Stored data entries:
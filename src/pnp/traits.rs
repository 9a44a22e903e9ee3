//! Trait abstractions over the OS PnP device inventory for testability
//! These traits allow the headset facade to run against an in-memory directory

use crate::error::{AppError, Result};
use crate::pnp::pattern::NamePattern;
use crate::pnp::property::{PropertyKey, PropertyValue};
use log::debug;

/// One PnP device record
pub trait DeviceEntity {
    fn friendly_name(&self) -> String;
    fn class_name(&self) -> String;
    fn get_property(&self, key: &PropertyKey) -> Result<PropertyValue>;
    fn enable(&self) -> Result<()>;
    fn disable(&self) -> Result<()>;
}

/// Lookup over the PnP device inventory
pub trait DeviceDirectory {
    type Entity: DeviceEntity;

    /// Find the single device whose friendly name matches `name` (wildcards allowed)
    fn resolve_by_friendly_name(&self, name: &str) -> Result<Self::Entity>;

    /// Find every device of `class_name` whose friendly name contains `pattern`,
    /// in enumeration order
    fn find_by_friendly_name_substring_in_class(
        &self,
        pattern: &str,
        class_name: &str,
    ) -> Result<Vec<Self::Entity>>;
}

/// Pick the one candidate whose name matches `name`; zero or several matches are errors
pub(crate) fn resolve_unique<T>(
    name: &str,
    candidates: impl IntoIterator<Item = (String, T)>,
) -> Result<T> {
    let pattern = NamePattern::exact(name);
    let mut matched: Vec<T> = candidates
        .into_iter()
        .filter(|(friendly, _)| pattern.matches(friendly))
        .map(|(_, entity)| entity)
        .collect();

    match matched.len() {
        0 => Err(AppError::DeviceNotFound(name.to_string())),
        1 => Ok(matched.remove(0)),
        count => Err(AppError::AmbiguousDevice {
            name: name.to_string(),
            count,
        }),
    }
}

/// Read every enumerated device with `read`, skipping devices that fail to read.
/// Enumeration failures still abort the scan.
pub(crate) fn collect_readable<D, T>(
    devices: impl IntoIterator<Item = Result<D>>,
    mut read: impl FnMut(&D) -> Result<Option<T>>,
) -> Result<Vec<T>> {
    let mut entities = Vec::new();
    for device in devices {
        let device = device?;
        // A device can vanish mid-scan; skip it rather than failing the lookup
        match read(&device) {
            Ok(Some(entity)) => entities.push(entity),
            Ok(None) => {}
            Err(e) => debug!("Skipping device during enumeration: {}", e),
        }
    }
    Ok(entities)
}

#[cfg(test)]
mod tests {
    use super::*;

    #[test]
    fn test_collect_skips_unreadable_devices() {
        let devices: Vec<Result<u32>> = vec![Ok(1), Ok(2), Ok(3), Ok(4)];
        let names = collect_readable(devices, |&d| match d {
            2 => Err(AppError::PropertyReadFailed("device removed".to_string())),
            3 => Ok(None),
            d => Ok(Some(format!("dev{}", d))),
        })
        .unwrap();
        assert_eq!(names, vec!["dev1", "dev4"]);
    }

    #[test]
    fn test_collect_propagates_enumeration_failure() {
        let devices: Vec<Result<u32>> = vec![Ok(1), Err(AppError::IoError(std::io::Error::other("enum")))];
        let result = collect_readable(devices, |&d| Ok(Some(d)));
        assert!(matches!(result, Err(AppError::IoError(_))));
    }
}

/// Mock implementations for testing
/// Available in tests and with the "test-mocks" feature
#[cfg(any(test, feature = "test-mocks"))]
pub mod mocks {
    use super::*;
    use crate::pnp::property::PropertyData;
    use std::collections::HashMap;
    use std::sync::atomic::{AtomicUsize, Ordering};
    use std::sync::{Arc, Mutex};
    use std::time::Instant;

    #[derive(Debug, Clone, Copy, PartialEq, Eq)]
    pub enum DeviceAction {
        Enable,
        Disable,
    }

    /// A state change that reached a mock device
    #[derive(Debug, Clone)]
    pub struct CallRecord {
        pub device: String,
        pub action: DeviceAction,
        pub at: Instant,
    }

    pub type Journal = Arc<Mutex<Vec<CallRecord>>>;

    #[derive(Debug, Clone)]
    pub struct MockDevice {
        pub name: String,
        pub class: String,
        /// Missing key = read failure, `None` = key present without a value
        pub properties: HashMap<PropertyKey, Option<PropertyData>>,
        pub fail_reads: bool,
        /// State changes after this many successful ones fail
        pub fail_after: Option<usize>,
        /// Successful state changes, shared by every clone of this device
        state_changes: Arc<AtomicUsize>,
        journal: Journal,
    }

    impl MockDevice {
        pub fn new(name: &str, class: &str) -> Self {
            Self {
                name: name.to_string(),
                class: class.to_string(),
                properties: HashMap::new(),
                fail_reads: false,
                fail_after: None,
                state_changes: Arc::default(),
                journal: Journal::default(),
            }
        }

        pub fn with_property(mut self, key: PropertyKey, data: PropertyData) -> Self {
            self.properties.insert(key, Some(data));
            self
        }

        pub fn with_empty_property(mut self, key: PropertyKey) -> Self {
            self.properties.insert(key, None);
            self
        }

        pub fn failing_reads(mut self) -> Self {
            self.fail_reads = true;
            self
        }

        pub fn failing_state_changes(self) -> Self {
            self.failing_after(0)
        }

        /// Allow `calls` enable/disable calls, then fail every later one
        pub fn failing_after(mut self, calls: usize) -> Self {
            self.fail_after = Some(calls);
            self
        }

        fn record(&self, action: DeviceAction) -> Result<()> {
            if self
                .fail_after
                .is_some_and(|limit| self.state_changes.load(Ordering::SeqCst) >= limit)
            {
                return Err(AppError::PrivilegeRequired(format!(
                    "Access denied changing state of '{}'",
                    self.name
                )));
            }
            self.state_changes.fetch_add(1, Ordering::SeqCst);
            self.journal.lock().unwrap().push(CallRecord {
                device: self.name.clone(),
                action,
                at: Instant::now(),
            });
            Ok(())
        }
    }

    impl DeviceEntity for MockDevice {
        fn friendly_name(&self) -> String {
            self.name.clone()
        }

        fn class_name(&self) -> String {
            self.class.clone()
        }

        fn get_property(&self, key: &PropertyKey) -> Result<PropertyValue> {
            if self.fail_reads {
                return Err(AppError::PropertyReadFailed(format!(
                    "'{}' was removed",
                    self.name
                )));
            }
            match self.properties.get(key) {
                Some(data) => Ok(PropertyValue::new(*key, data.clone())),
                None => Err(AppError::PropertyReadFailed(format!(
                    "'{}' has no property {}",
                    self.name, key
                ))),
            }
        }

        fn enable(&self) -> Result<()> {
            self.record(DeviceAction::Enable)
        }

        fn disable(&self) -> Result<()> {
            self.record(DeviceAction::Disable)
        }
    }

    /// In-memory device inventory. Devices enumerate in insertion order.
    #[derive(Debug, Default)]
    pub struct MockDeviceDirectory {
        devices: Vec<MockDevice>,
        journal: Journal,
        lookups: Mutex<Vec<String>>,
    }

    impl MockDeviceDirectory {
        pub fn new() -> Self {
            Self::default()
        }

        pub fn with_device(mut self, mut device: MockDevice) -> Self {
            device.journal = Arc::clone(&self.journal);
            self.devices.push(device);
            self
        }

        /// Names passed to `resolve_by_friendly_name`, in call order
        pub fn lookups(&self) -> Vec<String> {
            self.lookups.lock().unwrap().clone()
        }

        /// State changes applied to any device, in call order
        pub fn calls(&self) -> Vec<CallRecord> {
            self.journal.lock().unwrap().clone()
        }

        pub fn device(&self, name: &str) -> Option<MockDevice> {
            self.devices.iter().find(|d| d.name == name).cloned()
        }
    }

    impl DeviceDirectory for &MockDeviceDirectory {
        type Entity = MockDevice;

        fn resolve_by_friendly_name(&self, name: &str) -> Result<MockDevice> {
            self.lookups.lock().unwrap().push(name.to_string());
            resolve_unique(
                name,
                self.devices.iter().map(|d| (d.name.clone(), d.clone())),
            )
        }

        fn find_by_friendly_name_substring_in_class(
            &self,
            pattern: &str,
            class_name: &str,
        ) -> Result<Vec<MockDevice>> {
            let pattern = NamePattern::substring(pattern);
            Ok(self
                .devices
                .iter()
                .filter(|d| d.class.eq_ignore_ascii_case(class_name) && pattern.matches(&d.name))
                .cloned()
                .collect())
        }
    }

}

**WORK INSTRUCTION:** Look above for the line containing "impl DeviceDirectory for". From there to the final line of the entries, repeat every line exactly.

**OUTPUT:**
    impl DeviceDirectory for &MockDeviceDirectory {
        type Entity = MockDevice;

        fn resolve_by_friendly_name(&self, name: &str) -> Result<MockDevice> {
            self.lookups.lock().unwrap().push(name.to_string());
            resolve_unique(
                name,
                self.devices.iter().map(|d| (d.name.clone(), d.clone())),
            )
        }

        fn find_by_friendly_name_substring_in_class(
            &self,
            pattern: &str,
            class_name: &str,
        ) -> Result<Vec<MockDevice>> {
            let pattern = NamePattern::substring(pattern);
            Ok(self
                .devices
                .iter()
                .filter(|d| d.class.eq_ignore_ascii_case(class_name) && pattern.matches(&d.name))
                .cloned()
                .collect())
        }
    }

}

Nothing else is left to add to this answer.